(Saved data entries)

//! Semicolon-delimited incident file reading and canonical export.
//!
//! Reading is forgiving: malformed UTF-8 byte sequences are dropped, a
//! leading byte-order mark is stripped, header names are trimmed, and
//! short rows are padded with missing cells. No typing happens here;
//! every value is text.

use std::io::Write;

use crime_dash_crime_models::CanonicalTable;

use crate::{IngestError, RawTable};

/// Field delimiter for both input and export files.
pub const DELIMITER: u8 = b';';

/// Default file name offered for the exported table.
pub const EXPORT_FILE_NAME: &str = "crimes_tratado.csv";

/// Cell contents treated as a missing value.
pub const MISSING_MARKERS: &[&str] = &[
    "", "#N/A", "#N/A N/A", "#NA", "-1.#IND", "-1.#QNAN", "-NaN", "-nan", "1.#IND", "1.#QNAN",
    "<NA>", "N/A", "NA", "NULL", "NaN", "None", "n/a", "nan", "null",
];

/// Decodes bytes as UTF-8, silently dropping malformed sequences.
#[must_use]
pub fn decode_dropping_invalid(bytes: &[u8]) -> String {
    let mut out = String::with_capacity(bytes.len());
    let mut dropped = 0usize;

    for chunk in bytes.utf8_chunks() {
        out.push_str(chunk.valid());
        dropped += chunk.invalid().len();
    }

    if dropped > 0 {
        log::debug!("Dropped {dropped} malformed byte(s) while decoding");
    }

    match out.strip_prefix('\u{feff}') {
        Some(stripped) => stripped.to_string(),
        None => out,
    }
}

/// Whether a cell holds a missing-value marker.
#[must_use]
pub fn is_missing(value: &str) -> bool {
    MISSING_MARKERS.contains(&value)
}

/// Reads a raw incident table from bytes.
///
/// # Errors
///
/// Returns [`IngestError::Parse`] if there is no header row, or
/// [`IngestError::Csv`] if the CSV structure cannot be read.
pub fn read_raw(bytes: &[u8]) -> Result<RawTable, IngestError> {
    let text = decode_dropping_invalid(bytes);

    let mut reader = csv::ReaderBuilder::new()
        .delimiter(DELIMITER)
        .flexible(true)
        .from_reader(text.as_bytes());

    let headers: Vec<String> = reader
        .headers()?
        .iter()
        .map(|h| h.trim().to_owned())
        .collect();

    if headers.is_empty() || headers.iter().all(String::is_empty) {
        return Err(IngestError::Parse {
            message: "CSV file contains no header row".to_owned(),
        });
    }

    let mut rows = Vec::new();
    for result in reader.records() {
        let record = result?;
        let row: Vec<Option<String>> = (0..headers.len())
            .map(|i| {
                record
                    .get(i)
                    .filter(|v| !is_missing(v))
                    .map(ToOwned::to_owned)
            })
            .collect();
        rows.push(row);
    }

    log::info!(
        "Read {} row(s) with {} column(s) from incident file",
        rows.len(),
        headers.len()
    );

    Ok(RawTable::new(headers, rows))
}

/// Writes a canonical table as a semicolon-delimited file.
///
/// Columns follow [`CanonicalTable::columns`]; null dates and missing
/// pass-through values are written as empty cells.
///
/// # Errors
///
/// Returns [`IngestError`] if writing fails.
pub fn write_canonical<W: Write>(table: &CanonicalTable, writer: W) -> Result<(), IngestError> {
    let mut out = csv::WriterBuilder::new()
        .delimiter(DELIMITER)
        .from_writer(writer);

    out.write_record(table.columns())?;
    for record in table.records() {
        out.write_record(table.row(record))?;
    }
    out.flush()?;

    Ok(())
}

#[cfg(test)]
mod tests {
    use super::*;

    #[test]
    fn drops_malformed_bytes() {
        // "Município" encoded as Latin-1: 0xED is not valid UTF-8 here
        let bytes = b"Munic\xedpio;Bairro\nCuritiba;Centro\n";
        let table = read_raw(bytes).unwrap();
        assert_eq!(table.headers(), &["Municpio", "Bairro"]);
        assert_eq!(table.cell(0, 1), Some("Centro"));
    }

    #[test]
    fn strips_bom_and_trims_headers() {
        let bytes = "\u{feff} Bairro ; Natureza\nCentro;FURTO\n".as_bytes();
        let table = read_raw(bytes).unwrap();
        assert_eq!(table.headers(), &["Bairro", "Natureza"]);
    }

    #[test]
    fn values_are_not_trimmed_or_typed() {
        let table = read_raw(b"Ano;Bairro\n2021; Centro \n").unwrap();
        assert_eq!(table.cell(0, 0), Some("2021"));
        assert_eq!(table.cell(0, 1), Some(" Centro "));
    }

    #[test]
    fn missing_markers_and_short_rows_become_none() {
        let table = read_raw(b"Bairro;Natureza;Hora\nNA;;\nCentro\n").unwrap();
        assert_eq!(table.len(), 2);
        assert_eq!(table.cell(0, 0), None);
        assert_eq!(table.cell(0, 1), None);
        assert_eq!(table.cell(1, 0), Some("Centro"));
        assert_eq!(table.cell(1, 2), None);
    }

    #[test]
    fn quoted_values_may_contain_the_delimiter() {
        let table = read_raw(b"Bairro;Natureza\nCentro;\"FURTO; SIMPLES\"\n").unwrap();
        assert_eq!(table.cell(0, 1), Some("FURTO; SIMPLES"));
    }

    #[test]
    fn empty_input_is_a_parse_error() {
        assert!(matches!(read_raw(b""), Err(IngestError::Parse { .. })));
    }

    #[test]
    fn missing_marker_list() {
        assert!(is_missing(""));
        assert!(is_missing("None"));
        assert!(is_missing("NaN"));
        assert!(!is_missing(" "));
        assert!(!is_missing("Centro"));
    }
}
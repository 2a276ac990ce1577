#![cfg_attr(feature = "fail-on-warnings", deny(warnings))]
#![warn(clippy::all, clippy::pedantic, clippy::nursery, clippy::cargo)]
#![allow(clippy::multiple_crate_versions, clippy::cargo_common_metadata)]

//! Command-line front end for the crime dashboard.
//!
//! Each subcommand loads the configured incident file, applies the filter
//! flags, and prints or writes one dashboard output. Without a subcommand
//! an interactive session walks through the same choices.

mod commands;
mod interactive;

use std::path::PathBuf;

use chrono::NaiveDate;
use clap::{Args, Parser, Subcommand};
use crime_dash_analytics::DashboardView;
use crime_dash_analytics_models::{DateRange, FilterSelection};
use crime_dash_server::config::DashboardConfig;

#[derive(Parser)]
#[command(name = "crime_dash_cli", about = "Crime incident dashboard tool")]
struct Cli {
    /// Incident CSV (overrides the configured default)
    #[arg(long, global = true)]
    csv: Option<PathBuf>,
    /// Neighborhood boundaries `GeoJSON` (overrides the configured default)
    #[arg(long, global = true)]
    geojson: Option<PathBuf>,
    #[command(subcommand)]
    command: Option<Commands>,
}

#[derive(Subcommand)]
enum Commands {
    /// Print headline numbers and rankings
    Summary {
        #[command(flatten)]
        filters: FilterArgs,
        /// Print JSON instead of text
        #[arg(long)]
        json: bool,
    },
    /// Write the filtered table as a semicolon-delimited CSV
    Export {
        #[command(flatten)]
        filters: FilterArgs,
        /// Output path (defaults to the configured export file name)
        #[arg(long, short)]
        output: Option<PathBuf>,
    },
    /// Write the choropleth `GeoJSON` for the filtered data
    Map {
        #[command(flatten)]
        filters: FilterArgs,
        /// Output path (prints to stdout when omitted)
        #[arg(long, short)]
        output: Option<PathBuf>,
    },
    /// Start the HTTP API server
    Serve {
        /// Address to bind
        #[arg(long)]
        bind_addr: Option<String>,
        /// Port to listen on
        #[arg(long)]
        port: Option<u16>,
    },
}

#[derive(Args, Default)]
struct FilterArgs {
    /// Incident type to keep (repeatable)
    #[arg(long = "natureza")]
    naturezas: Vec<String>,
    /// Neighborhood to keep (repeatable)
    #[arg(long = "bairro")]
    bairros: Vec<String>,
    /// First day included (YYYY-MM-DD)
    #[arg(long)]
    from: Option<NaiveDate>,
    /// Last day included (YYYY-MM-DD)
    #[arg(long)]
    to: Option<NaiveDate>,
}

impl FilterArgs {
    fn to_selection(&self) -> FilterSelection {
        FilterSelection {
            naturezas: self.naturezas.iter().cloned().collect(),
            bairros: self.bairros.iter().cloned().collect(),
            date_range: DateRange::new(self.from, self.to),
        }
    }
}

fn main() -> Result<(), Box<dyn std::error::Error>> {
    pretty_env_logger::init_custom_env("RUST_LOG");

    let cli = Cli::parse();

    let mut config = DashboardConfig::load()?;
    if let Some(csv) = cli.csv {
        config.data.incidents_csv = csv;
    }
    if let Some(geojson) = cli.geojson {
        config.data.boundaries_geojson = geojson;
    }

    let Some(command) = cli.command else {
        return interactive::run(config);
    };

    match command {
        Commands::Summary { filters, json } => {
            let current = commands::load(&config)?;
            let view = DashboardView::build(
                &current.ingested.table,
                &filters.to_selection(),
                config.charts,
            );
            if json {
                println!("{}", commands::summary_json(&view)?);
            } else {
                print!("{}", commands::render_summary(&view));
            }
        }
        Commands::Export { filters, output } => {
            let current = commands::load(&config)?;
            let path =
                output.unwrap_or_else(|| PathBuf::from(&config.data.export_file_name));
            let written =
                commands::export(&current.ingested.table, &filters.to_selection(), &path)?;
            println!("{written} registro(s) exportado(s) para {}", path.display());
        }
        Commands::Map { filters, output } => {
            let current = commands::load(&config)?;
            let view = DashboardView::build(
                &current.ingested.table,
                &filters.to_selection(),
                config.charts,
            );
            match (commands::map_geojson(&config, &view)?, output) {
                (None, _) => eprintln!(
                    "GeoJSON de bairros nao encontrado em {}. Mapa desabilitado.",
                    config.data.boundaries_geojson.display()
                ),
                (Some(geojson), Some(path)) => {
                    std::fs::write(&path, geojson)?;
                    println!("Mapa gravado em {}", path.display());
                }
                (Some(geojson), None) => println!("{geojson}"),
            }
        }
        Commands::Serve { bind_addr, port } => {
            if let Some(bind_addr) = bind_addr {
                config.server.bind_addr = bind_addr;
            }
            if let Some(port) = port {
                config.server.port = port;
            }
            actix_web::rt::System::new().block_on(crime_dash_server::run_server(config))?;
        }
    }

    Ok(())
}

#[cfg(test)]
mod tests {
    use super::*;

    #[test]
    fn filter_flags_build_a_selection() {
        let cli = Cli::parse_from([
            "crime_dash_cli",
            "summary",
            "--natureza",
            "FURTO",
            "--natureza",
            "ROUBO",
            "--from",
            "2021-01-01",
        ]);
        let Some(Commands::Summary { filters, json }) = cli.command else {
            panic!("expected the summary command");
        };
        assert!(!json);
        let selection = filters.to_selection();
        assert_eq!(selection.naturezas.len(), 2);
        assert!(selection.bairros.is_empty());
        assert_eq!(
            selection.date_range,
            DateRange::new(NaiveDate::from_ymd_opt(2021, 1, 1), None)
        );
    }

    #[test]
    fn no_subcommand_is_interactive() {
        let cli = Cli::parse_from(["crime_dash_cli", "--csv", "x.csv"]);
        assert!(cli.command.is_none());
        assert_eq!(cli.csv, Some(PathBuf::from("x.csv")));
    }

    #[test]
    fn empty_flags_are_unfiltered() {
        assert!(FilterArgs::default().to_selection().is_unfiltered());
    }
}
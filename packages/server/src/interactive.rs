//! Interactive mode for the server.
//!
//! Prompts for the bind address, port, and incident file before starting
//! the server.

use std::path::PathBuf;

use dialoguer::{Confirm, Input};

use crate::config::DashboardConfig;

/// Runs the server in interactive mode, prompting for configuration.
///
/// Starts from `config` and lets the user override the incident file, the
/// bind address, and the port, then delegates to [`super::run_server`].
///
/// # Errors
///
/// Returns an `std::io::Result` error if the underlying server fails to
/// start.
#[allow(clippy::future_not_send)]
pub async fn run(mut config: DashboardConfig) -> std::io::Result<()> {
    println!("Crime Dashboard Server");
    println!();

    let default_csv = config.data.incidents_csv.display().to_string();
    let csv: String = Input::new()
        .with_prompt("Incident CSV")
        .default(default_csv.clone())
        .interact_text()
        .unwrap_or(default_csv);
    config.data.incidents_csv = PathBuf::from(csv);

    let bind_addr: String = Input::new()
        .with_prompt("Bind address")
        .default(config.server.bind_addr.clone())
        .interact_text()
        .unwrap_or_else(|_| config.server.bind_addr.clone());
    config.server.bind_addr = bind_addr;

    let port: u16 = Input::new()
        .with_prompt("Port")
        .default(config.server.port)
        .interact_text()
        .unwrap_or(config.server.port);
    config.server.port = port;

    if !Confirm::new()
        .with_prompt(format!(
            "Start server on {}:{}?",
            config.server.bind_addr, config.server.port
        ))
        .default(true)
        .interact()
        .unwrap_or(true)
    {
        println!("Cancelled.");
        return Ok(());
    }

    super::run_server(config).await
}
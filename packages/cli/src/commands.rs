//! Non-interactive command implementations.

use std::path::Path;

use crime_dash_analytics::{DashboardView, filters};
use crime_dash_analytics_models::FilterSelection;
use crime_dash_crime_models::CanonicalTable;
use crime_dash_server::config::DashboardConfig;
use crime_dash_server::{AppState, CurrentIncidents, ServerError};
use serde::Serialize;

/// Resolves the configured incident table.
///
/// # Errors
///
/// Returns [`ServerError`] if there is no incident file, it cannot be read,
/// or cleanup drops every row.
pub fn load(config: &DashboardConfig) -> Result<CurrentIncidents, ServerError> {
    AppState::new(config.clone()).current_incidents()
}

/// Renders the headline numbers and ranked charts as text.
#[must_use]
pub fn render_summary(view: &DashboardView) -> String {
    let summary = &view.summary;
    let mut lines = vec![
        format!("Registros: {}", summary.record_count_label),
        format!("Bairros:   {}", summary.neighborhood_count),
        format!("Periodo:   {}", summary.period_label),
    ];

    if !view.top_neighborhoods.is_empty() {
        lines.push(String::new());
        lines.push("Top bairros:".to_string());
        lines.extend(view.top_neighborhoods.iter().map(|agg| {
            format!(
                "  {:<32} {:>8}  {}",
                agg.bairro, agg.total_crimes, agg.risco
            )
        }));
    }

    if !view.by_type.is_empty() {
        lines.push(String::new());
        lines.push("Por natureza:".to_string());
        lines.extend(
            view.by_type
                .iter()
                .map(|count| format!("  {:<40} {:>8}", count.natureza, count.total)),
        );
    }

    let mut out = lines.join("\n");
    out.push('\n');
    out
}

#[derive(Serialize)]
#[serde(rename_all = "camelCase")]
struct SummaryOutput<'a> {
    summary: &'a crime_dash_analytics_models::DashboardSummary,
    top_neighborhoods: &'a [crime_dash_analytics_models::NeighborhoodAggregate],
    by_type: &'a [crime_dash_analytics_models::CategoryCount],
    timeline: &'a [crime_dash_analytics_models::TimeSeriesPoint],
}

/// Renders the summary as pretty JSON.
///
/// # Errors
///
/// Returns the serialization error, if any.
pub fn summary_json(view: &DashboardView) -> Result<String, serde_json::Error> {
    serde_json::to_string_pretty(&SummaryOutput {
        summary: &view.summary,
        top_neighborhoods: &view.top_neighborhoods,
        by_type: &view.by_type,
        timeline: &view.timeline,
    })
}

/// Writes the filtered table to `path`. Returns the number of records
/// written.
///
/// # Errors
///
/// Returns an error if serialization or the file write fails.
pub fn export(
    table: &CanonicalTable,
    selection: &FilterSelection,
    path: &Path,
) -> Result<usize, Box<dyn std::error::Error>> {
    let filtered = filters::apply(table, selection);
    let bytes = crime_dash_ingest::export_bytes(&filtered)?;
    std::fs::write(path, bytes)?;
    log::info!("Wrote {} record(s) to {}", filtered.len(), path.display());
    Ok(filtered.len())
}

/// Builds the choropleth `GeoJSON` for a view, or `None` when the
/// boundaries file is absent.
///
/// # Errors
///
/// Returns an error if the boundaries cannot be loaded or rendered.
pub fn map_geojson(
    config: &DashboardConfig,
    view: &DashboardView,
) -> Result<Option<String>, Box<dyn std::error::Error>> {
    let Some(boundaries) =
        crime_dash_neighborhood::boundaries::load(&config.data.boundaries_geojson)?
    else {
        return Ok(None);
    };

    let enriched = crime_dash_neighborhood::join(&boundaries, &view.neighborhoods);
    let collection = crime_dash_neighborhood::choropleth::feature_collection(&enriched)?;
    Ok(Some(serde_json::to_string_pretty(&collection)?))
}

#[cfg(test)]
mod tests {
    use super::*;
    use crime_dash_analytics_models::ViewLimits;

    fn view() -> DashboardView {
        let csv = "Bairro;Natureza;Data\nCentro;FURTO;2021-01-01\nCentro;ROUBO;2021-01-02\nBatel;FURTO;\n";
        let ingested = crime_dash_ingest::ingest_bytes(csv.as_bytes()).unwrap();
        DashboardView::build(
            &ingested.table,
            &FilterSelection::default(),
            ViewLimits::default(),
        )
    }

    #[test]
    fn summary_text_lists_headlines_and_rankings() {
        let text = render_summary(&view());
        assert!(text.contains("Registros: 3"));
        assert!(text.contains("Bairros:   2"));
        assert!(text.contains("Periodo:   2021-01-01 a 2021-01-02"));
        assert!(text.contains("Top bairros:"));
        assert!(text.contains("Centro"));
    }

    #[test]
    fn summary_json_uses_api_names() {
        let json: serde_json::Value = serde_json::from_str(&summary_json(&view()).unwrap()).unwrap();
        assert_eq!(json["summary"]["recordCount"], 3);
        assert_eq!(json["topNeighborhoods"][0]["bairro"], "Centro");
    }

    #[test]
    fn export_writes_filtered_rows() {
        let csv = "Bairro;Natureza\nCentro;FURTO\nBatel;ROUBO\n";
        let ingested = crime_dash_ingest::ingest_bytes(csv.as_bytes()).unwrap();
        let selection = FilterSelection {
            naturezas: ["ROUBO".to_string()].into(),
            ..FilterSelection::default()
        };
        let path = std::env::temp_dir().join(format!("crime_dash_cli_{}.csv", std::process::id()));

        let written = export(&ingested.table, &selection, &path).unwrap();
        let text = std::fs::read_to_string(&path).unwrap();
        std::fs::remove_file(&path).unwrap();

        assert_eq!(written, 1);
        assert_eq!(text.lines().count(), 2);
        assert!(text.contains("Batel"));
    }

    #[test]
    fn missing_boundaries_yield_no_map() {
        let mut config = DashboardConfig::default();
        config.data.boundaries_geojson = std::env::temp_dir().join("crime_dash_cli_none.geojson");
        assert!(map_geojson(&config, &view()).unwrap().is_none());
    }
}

WHAT THIS TASK INVOLVES:
Within the entries above, count each line holding the string "format". Give only the result.

RESULT FOR THIS EXERCISE:
7